Modernisation and new lines

The works on the viaduct for line # 7 to Greygoose Circle had started and at the same time in the early 1950ies the urban planers think about the next needed metro-tracks. Some old planes stand at top of the list as

  • prolongation of line # 1 to Salsa
  • prolongation of line # 3 to Lushwood Island
  • prolongation of line # 6 to Jaikhoom and Salsa
  • a line from the city via Khanmai Street and Eastside Avenue to Khagwai Beach (as first planed for line # 4)
  • the new line Sloebush - Airport with a bow south of the city as linking line - named as line # 8
  • an other new line from Boornai via Jaikhoom and south of the Khaiwoon Hill to Oktogon Hill and Ralaphan - named as line # 9 at this time.

From suburbs, not connected with the metro-net, as usual come the more or less loud wishes for a new line in this neighborhood. Therefore in the planing office of the town lays a long list of possible metro-lines, which may be useful. But who will pay?

Prolongation of platforms

As usual at the time around 1910, platforms are shorter as today. In the beginning trains on metro-lines often come in use for 4 wagons or 6 wagons. In Khaiwoon from the beginning the platforms af the stations are 100 m for trains with 6 wagons. In the 1940ies the town started a programm to prolongate this platforms up to 150 m, that trains with 9 wagons can run. First line in this update-work was the most busy line # 2, followed by lines ## 3 and 5. The other existing lines follow til 1961, as this work was finished. New constructed lines since 1950 from the beginning has platforms with a lenght of 150 m. Only line # 10 til today has platforms of 100 m.

Bougainville controverse

People with more influence live in Ralaphan and Oktogon Hill. The branch of line # 1 terminated at the eastern end of the Botanical Garden at Bougainville Place. So it must be easy - as people in Ralaphan say - to prolongate the line through the park to southern Ralaphan. "30 years we have a metro short away and the town does nothing, to bring it to us".

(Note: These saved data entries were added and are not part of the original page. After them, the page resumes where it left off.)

use std::path::PathBuf;

use clap::{Parser, Subcommand};
use sftpdav::config::ServeConfig;

#[derive(Parser, Debug)]
#[command(version, about, long_about = None)]
pub(crate) struct Args {
    #[command(subcommand)]
    pub(crate) command: Commands,
}

#[derive(Subcommand, Debug)]
pub(crate) enum Commands {
    /// Serve a directory of an SSH host over WebDAV
    Remote(RemoteArgs),
    /// Serve a local directory over WebDAV
    Local(LocalArgs),
}

#[derive(clap::Args, Debug)]
pub(crate) struct ServeArgs {
    /// WebDAV listening address
    #[arg(long, env = "SFTPDAV_LISTEN", default_value = "0.0.0.0")]
    pub(crate) listen: String,

    /// WebDAV listening port
    #[arg(short, long, env = "SFTPDAV_PORT", default_value_t = 8811)]
    pub(crate) port: u16,
}

impl ServeArgs {
    pub(crate) fn to_config(&self) -> ServeConfig {
        ServeConfig {
            listen: self.listen.clone(),
            port: self.port,
        }
    }
}

#[derive(clap::Args, Debug)]
pub(crate) struct RemoteArgs {
    /// Host alias, looked up in the ssh config
    #[arg(long, env = "SFTPDAV_HOST")]
    pub(crate) host: String,

    /// Directory on the remote host to serve
    #[arg(long, env = "SFTPDAV_REMOTE_DIR", default_value = ".")]
    pub(crate) remote_dir: String,

    /// ssh config file [default: ~/.ssh/config]
    #[arg(long)]
    pub(crate) ssh_config: Option<PathBuf>,

    /// known_hosts file [default: ~/.ssh/known_hosts]
    #[arg(long)]
    pub(crate) known_hosts: Option<PathBuf>,

    #[command(flatten)]
    pub(crate) serve: ServeArgs,
}

#[derive(clap::Args, Debug)]
pub(crate) struct LocalArgs {
    /// Local directory to serve
    #[arg(long, default_value = "./")]
    pub(crate) dir: String,

    #[command(flatten)]
    pub(crate) serve: ServeArgs,
}
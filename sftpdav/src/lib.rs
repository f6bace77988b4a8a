//! Serve a directory reachable over SFTP (or a local one) as a WebDAV
//! endpoint.
pub mod api;
pub mod config;
pub mod dav;
pub mod error;
pub mod fs;
pub mod session;
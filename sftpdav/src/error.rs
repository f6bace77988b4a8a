use std::io;

use thiserror::Error;

pub type Result<T> = std::result::Result<T, RemoteError>;

/// Failures surfaced by a [`RemoteSession`](crate::session::RemoteSession)
/// and passed through the filesystem adapter untouched.
#[derive(Error, Debug)]
pub enum RemoteError {
    #[error("{0} not found")]
    NotFound(String), // Contains the resolved remote path

    #[error("permission denied: {0}")]
    PermissionDenied(String),

    #[error("{0} already exists")]
    AlreadyExists(String),

    #[error("{0} is not a directory")]
    NotADirectory(String),

    #[error("{0} is not empty")]
    NotEmpty(String),

    // Any other status reported by the remote server
    #[error("remote failure on {path}: {message}")]
    Remote { path: String, message: String },

    // The session itself is broken (connection lost, channel closed, timeout)
    #[error("transport error: {0}")]
    Transport(String),

    #[error("IO error: {0}")]
    Io(#[from] io::Error),
}

impl RemoteError {
    pub fn is_not_found(&self) -> bool {
        match self {
            Self::NotFound(_) => true,
            Self::Io(err) => err.kind() == io::ErrorKind::NotFound,
            _ => false,
        }
    }

    /// Classifies a local I/O error raised while touching `path`.
    pub fn from_io(err: io::Error, path: &str) -> Self {
        match err.kind() {
            io::ErrorKind::NotFound => Self::NotFound(path.to_string()),
            io::ErrorKind::PermissionDenied => Self::PermissionDenied(path.to_string()),
            io::ErrorKind::AlreadyExists => Self::AlreadyExists(path.to_string()),
            io::ErrorKind::NotADirectory => Self::NotADirectory(path.to_string()),
            io::ErrorKind::DirectoryNotEmpty => Self::NotEmpty(path.to_string()),
            _ => Self::Io(err),
        }
    }
}
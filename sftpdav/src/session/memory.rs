//! In-memory [`RemoteSession`] for tests.
//!
//! Directory listings come back in creation order, every mutating call is
//! appended to an operation log, listings are counted, and removals can be
//! made to fail for chosen paths.
use std::collections::{HashMap, HashSet};
use std::io::{self, SeekFrom};
use std::pin::Pin;
use std::sync::{Arc, Mutex};
use std::task::{Context, Poll};
use std::time::SystemTime;

use tokio::io::{AsyncRead, AsyncSeek, AsyncWrite, ReadBuf};

use crate::error::{RemoteError, Result};
use crate::session::{DirEntry, Metadata, OpenFlags, RemoteFile, RemoteSession};

enum NodeKind {
    Dir { children: Vec<String> },
    File { data: Arc<Mutex<Vec<u8>>> },
}

struct Node {
    kind: NodeKind,
    modified: SystemTime,
}

impl Node {
    fn dir() -> Self {
        Node {
            kind: NodeKind::Dir { children: vec![] },
            modified: SystemTime::now(),
        }
    }

    fn file() -> Self {
        Node {
            kind: NodeKind::File {
                data: Arc::new(Mutex::new(vec![])),
            },
            modified: SystemTime::now(),
        }
    }

    fn metadata(&self) -> Metadata {
        match &self.kind {
            NodeKind::Dir { .. } => Metadata {
                size: 0,
                permissions: Some(0o040755),
                modified: Some(self.modified),
                is_dir: true,
            },
            NodeKind::File { data } => Metadata {
                size: data.lock().unwrap().len() as u64,
                permissions: Some(0o100644),
                modified: Some(self.modified),
                is_dir: false,
            },
        }
    }
}

#[derive(Default)]
struct Tree {
    nodes: HashMap<String, Node>,
    ops: Vec<String>,
    failing: HashSet<String>,
    listings: usize,
}

impl Tree {
    fn node(&self, path: &str) -> Result<&Node> {
        self.nodes
            .get(path)
            .ok_or_else(|| RemoteError::NotFound(path.to_string()))
    }

    fn check_failure(&self, path: &str) -> Result<()> {
        if self.failing.contains(path) {
            return Err(RemoteError::PermissionDenied(path.to_string()));
        }
        Ok(())
    }

    fn attach(&mut self, path: &str, node: Node) -> Result<()> {
        let (parent, name) = split_parent(path);
        match self.nodes.get_mut(&parent).map(|n| &mut n.kind) {
            Some(NodeKind::Dir { children }) => children.push(name),
            Some(NodeKind::File { .. }) => return Err(RemoteError::NotADirectory(parent)),
            None => return Err(RemoteError::NotFound(parent)),
        }
        self.nodes.insert(path.to_string(), node);
        Ok(())
    }

    // Drops `path` from its parent's listing only.
    fn unlink(&mut self, path: &str) {
        let (parent, name) = split_parent(path);
        if let Some(NodeKind::Dir { children }) = self.nodes.get_mut(&parent).map(|n| &mut n.kind) {
            children.retain(|c| *c != name);
        }
    }

    fn detach(&mut self, path: &str) {
        self.unlink(path);
        self.nodes.remove(path);
    }
}

/// Cheap to clone; clones share the same tree.
#[derive(Clone)]
pub struct MemorySession {
    tree: Arc<Mutex<Tree>>,
}

impl Default for MemorySession {
    fn default() -> Self {
        Self::new()
    }
}

impl MemorySession {
    /// Creates a session holding only the root directory `/`.
    pub fn new() -> Self {
        let mut tree = Tree::default();
        tree.nodes.insert("/".to_string(), Node::dir());
        MemorySession {
            tree: Arc::new(Mutex::new(tree)),
        }
    }

    /// Creates (or replaces) a file with `contents`, creating parents.
    pub fn put_file(&self, path: &str, contents: &[u8]) {
        let path = normalize(path);
        let (parent, _) = split_parent(&path);
        self.mkdir_all(&parent).unwrap();
        let mut tree = self.tree.lock().unwrap();
        if tree.nodes.contains_key(&path) {
            tree.detach(&path);
        }
        let node = Node::file();
        if let NodeKind::File { data } = &node.kind {
            data.lock().unwrap().extend_from_slice(contents);
        }
        tree.attach(&path, node).unwrap();
    }

    pub fn contents(&self, path: &str) -> Option<Vec<u8>> {
        let tree = self.tree.lock().unwrap();
        match &tree.nodes.get(&normalize(path))?.kind {
            NodeKind::File { data } => Some(data.lock().unwrap().clone()),
            NodeKind::Dir { .. } => None,
        }
    }

    pub fn exists(&self, path: &str) -> bool {
        self.tree.lock().unwrap().nodes.contains_key(&normalize(path))
    }

    /// Every removal of `path` fails with `PermissionDenied` from now on.
    pub fn fail_removal_of(&self, path: &str) {
        self.tree.lock().unwrap().failing.insert(normalize(path));
    }

    /// Mutating operations in the order they succeeded, e.g. `remove_file /a/x`.
    pub fn ops(&self) -> Vec<String> {
        self.tree.lock().unwrap().ops.clone()
    }

    /// Number of directory listings served so far.
    pub fn listings(&self) -> usize {
        self.tree.lock().unwrap().listings
    }

    fn mkdir_all(&self, path: &str) -> Result<()> {
        let mut tree = self.tree.lock().unwrap();
        let mut current = String::new();
        for component in path.split('/').filter(|c| !c.is_empty()) {
            current.push('/');
            current.push_str(component);
            match tree.nodes.get(&current).map(|n| &n.kind) {
                Some(NodeKind::Dir { .. }) => continue,
                Some(NodeKind::File { .. }) => return Err(RemoteError::NotADirectory(current)),
                None => {
                    tree.attach(&current, Node::dir())?;
                    tree.ops.push(format!("mkdir {current}"));
                }
            }
        }
        Ok(())
    }
}

#[async_trait::async_trait]
impl RemoteSession for MemorySession {
    async fn create_dir_all(&self, path: &str) -> Result<()> {
        self.mkdir_all(&normalize(path))
    }

    async fn open(&self, path: &str, flags: OpenFlags) -> Result<Box<dyn RemoteFile>> {
        let path = normalize(path);
        let mut tree = self.tree.lock().unwrap();
        let exists = tree.nodes.contains_key(&path);
        if exists && flags.contains(OpenFlags::CREATE | OpenFlags::EXCLUSIVE) {
            return Err(RemoteError::AlreadyExists(path));
        }
        if !exists {
            if !flags.contains(OpenFlags::CREATE) {
                return Err(RemoteError::NotFound(path));
            }
            tree.attach(&path, Node::file())?;
            tree.ops.push(format!("create {path}"));
        }
        let data = match &tree.node(&path)?.kind {
            NodeKind::File { data } => data.clone(),
            NodeKind::Dir { .. } => Arc::new(Mutex::new(vec![])),
        };
        if flags.contains(OpenFlags::TRUNCATE) {
            data.lock().unwrap().clear();
        }
        Ok(Box::new(MemoryFile {
            tree: self.tree.clone(),
            path,
            data,
            pos: 0,
            append: flags.contains(OpenFlags::APPEND),
        }))
    }

    async fn stat(&self, path: &str) -> Result<Metadata> {
        let tree = self.tree.lock().unwrap();
        Ok(tree.node(&normalize(path))?.metadata())
    }

    // The tree has no links.
    async fn symlink_metadata(&self, path: &str) -> Result<Metadata> {
        self.stat(path).await
    }

    async fn read_dir(&self, path: &str) -> Result<Vec<DirEntry>> {
        let path = normalize(path);
        let mut tree = self.tree.lock().unwrap();
        tree.listings += 1;
        let children = match &tree.node(&path)?.kind {
            NodeKind::Dir { children } => children.clone(),
            NodeKind::File { .. } => return Err(RemoteError::NotADirectory(path)),
        };
        children
            .into_iter()
            .map(|name| {
                let metadata = tree.node(&join(&path, &name))?.metadata();
                Ok(DirEntry { name, metadata })
            })
            .collect()
    }

    async fn remove_file(&self, path: &str) -> Result<()> {
        let path = normalize(path);
        let mut tree = self.tree.lock().unwrap();
        tree.check_failure(&path)?;
        if let NodeKind::Dir { .. } = tree.node(&path)?.kind {
            return Err(RemoteError::Remote {
                path,
                message: "is a directory".to_string(),
            });
        }
        tree.detach(&path);
        tree.ops.push(format!("remove_file {path}"));
        Ok(())
    }

    async fn remove_dir(&self, path: &str) -> Result<()> {
        let path = normalize(path);
        let mut tree = self.tree.lock().unwrap();
        tree.check_failure(&path)?;
        match &tree.node(&path)?.kind {
            NodeKind::Dir { children } if !children.is_empty() => {
                return Err(RemoteError::NotEmpty(path));
            }
            NodeKind::Dir { .. } => {}
            NodeKind::File { .. } => return Err(RemoteError::NotADirectory(path)),
        }
        tree.detach(&path);
        tree.ops.push(format!("remove_dir {path}"));
        Ok(())
    }

    async fn rename(&self, from: &str, to: &str) -> Result<()> {
        let (from, to) = (normalize(from), normalize(to));
        let mut tree = self.tree.lock().unwrap();
        tree.node(&from)?;
        if tree.nodes.contains_key(&to) {
            return Err(RemoteError::AlreadyExists(to));
        }
        let (to_parent, _) = split_parent(&to);
        match tree.node(&to_parent)?.kind {
            NodeKind::Dir { .. } => {}
            NodeKind::File { .. } => return Err(RemoteError::NotADirectory(to_parent)),
        }
        let node = tree
            .nodes
            .remove(&from)
            .ok_or_else(|| RemoteError::NotFound(from.clone()))?;
        tree.unlink(&from);
        tree.attach(&to, node)?;

        // Re-key descendants of a moved directory.
        let prefix = format!("{from}/");
        let moved: Vec<String> = tree
            .nodes
            .keys()
            .filter(|k| k.starts_with(&prefix))
            .cloned()
            .collect();
        for old in moved {
            if let Some(node) = tree.nodes.remove(&old) {
                tree.nodes.insert(format!("{to}/{}", &old[prefix.len()..]), node);
            }
        }
        tree.ops.push(format!("rename {from} {to}"));
        Ok(())
    }
}

struct MemoryFile {
    tree: Arc<Mutex<Tree>>,
    path: String,
    data: Arc<Mutex<Vec<u8>>>,
    pos: u64,
    append: bool,
}

impl AsyncRead for MemoryFile {
    fn poll_read(
        mut self: Pin<&mut Self>,
        _cx: &mut Context<'_>,
        buf: &mut ReadBuf<'_>,
    ) -> Poll<io::Result<()>> {
        let n = {
            let data = self.data.lock().unwrap();
            let start = (self.pos as usize).min(data.len());
            let n = buf.remaining().min(data.len() - start);
            buf.put_slice(&data[start..start + n]);
            n
        };
        self.pos += n as u64;
        Poll::Ready(Ok(()))
    }
}

impl AsyncWrite for MemoryFile {
    fn poll_write(
        mut self: Pin<&mut Self>,
        _cx: &mut Context<'_>,
        buf: &[u8],
    ) -> Poll<io::Result<usize>> {
        let end = {
            let mut data = self.data.lock().unwrap();
            let start = if self.append {
                data.len()
            } else {
                self.pos as usize
            };
            if data.len() < start + buf.len() {
                data.resize(start + buf.len(), 0);
            }
            data[start..start + buf.len()].copy_from_slice(buf);
            start + buf.len()
        };
        self.pos = end as u64;
        Poll::Ready(Ok(buf.len()))
    }

    fn poll_flush(self: Pin<&mut Self>, _cx: &mut Context<'_>) -> Poll<io::Result<()>> {
        Poll::Ready(Ok(()))
    }

    fn poll_shutdown(self: Pin<&mut Self>, _cx: &mut Context<'_>) -> Poll<io::Result<()>> {
        Poll::Ready(Ok(()))
    }
}

impl AsyncSeek for MemoryFile {
    fn start_seek(mut self: Pin<&mut Self>, position: SeekFrom) -> io::Result<()> {
        let len = self.data.lock().unwrap().len() as i64;
        let target = match position {
            SeekFrom::Start(offset) => offset as i64,
            SeekFrom::End(delta) => len + delta,
            SeekFrom::Current(delta) => self.pos as i64 + delta,
        };
        if target < 0 {
            return Err(io::Error::new(
                io::ErrorKind::InvalidInput,
                "seek before start of file",
            ));
        }
        self.pos = target as u64;
        Ok(())
    }

    fn poll_complete(self: Pin<&mut Self>, _cx: &mut Context<'_>) -> Poll<io::Result<u64>> {
        Poll::Ready(Ok(self.pos))
    }
}

#[async_trait::async_trait]
impl RemoteFile for MemoryFile {
    async fn metadata(&mut self) -> Result<Metadata> {
        let tree = self.tree.lock().unwrap();
        Ok(tree.node(&self.path)?.metadata())
    }
}

fn normalize(path: &str) -> String {
    let parts: Vec<&str> = path
        .split('/')
        .filter(|s| !s.is_empty() && *s != ".")
        .collect();
    format!("/{}", parts.join("/"))
}

fn split_parent(path: &str) -> (String, String) {
    let n = path.rfind('/').unwrap_or(0);
    if n == 0 {
        ("/".into(), path[1..].into())
    } else {
        (path[..n].into(), path[n + 1..].into())
    }
}

fn join(dir: &str, name: &str) -> String {
    if dir == "/" {
        format!("/{name}")
    } else {
        format!("{dir}/{name}")
    }
}

#[cfg(test)]
mod tests {
    use super::*;

    #[tokio::test]
    async fn test_listing_keeps_creation_order() {
        let session = MemorySession::new();
        session.put_file("/d/zeta", b"");
        session.put_file("/d/alpha", b"");
        session.create_dir_all("/d/mid").await.unwrap();

        let names: Vec<String> = session
            .read_dir("/d")
            .await
            .unwrap()
            .into_iter()
            .map(|e| e.name)
            .collect();
        assert_eq!(names, vec!["zeta", "alpha", "mid"]);
        assert_eq!(session.listings(), 1);
    }

    #[tokio::test]
    async fn test_rename_moves_subtree() {
        let session = MemorySession::new();
        session.put_file("/src/inner/f", b"data");

        session.rename("/src", "/dst").await.unwrap();
        assert!(!session.exists("/src"));
        assert!(!session.exists("/src/inner/f"));
        assert_eq!(session.contents("/dst/inner/f").unwrap(), b"data");
        let names: Vec<String> = session
            .read_dir("/")
            .await
            .unwrap()
            .into_iter()
            .map(|e| e.name)
            .collect();
        assert_eq!(names, vec!["dst"]);
    }

    #[tokio::test]
    async fn test_failing_removal_is_reported() {
        let session = MemorySession::new();
        session.put_file("/a/x", b"");
        session.fail_removal_of("/a/x");

        let err = session.remove_file("/a/x").await.unwrap_err();
        assert!(matches!(err, RemoteError::PermissionDenied(_)));
        assert!(session.exists("/a/x"));
        assert!(matches!(
            session.remove_dir("/a").await.unwrap_err(),
            RemoteError::NotEmpty(_)
        ));
    }
}
use std::sync::Arc;

use futures::FutureExt;
use futures::future::BoxFuture;
use tracing::{debug, warn};

use crate::error::Result;
use crate::fs::handle::OpenFileHandle;
use crate::fs::paths::{PathResolver, join};
use crate::session::{Metadata, OpenFlags, RemoteSession};

/// Filesystem operations over a [`RemoteSession`], rooted at a fixed prefix.
///
/// Every name is root-relative and resolved before the first remote call.
/// Nothing is retried and nothing is cached here; errors come back exactly
/// as the session reported them. A request future that is dropped stops
/// waiting for its reply, but a request already sent is not cancelled on the
/// remote side.
#[derive(Clone)]
pub struct RemoteFs {
    session: Arc<dyn RemoteSession>,
    paths: PathResolver,
}

impl RemoteFs {
    pub fn new(session: Arc<dyn RemoteSession>, root: &str) -> Self {
        RemoteFs {
            session,
            paths: PathResolver::new(root),
        }
    }

    pub fn root(&self) -> &str {
        self.paths.root()
    }

    /// `mkdir -p`: creating a directory that already exists succeeds.
    pub async fn make_dir(&self, name: &str) -> Result<()> {
        let remote_path = self.paths.resolve(name);
        debug!("mkdir {name} -> {remote_path}");
        self.session.create_dir_all(&remote_path).await
    }

    pub async fn open_file(&self, name: &str, flags: OpenFlags) -> Result<OpenFileHandle> {
        let remote_path = self.paths.resolve(name);
        debug!("open {name} -> {remote_path} ({flags:?})");
        let file = self.session.open(&remote_path, flags).await?;
        Ok(OpenFileHandle::new(file, self.session.clone(), remote_path))
    }

    /// Removes a file, or a directory with everything below it.
    ///
    /// Children are removed depth first, in listing order, before their
    /// parent. Symlinks are removed as links and never followed. The first failure stops the walk and is returned as is;
    /// whatever was removed before it stays removed, so after an error the
    /// subtree is in an unknown state and must be re-stat'ed before retrying.
    pub fn remove_all<'a>(&'a self, name: &'a str) -> BoxFuture<'a, Result<()>> {
        async move {
            let remote_path = self.paths.resolve(name);
            let meta = self.session.symlink_metadata(&remote_path).await?;
            if !meta.is_dir {
                debug!("remove {remote_path}");
                return self.session.remove_file(&remote_path).await;
            }

            let entries = self.session.read_dir(&remote_path).await?;
            for entry in entries {
                let child = join(name, &entry.name);
                if let Err(err) = self.remove_all(&child).await {
                    warn!("removal of {remote_path} aborted at {child}: {err}");
                    return Err(err);
                }
            }
            debug!("rmdir {remote_path}");
            self.session.remove_dir(&remote_path).await
        }
        .boxed()
    }

    pub async fn rename(&self, old_name: &str, new_name: &str) -> Result<()> {
        let old_path = self.paths.resolve(old_name);
        let new_path = self.paths.resolve(new_name);
        debug!("rename {old_path} -> {new_path}");
        self.session.rename(&old_path, &new_path).await
    }

    pub async fn stat(&self, name: &str) -> Result<Metadata> {
        self.session.stat(&self.paths.resolve(name)).await
    }
}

That was the one side of the medaille. On the other hand line # 1 makes a great bow to the east, before the line reaches the city - and then only the east and north of the city. So people think, the branch to Bougainville Place (and may be Ralaphan) can be better be a part of line # 2, who reaches the inner town with a more straight way.

Other people mean, that to have branches generell is negativ, because after the forking there are only half of the trains - may be it was a branch of line # 1 or # 2. Therefore they want to prolongate the Bougainville brach direct to the city with a new line.

So before line # 8 gets reality there was build a part of line # 9 between Opera and Ferry VII, to serve southern Ralaphan. At the Opera people then can use the lines ## 1 or 2, to get in the city of Khaiwoon. This short line opens at 9th of February 1963. The town promised, the prolongate line # 9 more to the west as a connection to Boornai.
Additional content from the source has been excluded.